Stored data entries
┌──
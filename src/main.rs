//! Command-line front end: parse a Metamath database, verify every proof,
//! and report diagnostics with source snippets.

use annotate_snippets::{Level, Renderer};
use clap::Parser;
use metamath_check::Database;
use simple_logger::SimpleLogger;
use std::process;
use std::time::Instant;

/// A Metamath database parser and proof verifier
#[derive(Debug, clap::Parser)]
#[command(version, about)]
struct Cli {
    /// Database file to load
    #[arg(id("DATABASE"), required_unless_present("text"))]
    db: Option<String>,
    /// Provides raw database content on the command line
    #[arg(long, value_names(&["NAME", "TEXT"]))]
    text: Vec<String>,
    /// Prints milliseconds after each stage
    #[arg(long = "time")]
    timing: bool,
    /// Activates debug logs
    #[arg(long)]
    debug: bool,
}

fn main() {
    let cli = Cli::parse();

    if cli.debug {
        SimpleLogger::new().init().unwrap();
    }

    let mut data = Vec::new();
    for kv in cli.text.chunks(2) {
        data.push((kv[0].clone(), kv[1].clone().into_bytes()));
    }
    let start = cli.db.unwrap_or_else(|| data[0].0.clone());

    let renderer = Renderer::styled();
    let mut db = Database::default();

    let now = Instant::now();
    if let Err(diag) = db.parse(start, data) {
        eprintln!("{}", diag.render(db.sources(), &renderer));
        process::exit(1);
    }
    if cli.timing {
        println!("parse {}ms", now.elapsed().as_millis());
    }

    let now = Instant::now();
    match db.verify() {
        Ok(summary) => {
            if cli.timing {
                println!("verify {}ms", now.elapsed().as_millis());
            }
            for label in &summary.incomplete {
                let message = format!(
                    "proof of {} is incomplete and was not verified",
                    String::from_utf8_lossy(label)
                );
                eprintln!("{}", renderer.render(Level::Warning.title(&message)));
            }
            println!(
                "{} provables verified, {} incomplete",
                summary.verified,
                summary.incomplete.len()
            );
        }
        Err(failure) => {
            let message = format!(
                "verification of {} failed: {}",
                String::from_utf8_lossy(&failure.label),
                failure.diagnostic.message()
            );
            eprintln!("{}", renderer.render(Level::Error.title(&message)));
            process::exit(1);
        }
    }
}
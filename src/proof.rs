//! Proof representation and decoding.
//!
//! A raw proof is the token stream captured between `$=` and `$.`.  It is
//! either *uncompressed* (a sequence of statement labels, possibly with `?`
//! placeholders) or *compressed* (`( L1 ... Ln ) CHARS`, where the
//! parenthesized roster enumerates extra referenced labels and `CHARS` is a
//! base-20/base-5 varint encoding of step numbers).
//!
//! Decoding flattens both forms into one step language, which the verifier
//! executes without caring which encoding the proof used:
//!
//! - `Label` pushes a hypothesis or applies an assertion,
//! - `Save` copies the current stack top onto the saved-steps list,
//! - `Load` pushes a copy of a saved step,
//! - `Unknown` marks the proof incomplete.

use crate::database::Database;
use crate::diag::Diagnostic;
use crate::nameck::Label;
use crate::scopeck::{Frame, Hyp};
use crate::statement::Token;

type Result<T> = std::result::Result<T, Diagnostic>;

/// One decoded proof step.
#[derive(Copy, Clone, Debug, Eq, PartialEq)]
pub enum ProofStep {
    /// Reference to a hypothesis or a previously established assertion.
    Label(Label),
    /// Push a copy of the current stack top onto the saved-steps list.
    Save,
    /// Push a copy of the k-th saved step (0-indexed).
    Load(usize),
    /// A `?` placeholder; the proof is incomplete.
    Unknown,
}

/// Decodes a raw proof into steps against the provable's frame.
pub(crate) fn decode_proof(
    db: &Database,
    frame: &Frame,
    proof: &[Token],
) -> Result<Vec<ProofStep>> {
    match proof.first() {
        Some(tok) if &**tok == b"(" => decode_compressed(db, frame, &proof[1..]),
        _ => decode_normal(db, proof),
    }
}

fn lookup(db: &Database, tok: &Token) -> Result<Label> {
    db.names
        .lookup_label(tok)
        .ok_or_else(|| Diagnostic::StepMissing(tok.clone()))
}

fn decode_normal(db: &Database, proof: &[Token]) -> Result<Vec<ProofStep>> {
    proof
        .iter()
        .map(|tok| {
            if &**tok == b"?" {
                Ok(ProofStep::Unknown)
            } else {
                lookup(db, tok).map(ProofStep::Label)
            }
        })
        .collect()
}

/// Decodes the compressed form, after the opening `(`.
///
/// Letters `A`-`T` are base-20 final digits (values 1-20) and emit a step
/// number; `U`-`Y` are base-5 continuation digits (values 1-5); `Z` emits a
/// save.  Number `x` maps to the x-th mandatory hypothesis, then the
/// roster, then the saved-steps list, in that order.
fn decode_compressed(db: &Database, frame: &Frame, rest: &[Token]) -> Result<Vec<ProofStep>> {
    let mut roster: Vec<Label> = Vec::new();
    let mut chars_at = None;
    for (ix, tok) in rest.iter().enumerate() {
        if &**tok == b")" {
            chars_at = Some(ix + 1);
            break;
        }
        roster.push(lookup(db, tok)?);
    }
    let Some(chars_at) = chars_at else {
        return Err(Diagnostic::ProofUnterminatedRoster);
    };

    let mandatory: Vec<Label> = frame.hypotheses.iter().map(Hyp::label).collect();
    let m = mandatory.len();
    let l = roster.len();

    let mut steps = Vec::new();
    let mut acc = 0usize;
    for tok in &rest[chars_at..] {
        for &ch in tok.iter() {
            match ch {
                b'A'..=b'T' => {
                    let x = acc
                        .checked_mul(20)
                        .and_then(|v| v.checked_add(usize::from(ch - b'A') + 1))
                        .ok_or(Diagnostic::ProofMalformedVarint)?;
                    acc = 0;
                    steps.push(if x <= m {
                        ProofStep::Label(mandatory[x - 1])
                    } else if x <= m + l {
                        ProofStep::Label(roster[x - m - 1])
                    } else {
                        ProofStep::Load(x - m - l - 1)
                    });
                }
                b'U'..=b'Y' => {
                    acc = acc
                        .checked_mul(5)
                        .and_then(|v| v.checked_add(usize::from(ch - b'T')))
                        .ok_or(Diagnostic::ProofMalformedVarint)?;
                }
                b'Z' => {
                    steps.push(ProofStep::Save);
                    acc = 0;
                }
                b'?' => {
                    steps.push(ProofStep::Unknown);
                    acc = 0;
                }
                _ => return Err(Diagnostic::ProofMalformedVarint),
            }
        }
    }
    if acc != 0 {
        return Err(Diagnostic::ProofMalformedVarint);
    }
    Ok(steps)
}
└──
Problem to work on —
Please report, as a bare number, how many lines of the data contain the word "derive".

Expected answer —
2